> _Instructions to follow_
Copy each line of the entries that includes the word "Serialize".
[Opening The data section]
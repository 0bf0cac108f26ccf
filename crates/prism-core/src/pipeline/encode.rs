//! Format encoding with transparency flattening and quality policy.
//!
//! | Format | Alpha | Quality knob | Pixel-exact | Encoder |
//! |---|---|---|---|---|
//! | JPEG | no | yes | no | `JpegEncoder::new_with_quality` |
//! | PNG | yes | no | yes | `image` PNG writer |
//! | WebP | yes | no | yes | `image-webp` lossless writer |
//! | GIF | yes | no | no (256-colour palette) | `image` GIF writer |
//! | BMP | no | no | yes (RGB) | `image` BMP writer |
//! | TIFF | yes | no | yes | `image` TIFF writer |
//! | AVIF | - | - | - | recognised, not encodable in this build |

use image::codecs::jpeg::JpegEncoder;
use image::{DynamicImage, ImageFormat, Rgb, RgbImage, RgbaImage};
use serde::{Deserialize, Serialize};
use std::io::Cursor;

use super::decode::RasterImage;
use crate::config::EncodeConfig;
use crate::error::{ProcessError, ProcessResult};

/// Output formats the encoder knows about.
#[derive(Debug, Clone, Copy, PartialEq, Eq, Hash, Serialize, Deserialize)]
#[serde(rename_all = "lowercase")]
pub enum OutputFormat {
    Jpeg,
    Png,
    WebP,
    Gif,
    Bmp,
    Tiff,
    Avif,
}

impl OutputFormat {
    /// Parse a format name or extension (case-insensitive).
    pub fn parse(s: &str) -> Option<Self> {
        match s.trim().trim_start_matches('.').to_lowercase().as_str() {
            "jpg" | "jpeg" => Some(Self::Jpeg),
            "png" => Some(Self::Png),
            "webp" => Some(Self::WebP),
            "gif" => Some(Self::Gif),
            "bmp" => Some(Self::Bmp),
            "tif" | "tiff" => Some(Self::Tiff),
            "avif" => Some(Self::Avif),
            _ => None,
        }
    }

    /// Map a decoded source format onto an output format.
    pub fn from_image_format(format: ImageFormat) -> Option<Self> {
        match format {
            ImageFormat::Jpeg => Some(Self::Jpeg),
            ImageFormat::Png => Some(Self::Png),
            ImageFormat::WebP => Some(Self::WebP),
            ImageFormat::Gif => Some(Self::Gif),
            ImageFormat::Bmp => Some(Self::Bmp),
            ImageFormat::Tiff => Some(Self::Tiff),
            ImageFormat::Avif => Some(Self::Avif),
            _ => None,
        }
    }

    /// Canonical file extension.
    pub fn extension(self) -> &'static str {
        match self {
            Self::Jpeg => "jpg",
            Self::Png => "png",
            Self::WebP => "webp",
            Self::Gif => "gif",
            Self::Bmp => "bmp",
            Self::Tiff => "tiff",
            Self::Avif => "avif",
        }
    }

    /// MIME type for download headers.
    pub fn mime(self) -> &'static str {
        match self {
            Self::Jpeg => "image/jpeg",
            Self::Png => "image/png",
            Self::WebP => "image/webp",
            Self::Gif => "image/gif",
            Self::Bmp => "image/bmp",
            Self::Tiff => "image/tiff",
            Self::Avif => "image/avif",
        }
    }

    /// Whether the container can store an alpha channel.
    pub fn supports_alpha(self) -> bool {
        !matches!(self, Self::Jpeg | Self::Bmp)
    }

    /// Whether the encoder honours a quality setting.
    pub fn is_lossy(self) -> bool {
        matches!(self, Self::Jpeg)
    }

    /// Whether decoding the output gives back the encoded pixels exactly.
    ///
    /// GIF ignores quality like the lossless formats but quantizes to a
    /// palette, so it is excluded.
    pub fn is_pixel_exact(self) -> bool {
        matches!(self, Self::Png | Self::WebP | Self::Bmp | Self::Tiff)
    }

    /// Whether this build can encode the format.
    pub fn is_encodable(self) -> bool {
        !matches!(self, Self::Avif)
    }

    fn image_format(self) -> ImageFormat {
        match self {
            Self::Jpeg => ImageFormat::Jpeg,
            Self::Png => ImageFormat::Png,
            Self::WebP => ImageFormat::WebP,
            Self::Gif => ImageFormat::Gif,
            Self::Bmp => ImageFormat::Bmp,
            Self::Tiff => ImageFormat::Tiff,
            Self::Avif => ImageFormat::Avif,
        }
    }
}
[Closing The data section]
> _Your response_
use serde::{Deserialize, Serialize};
#[derive(Debug, Clone, Copy, PartialEq, Eq, Hash, Serialize, Deserialize)]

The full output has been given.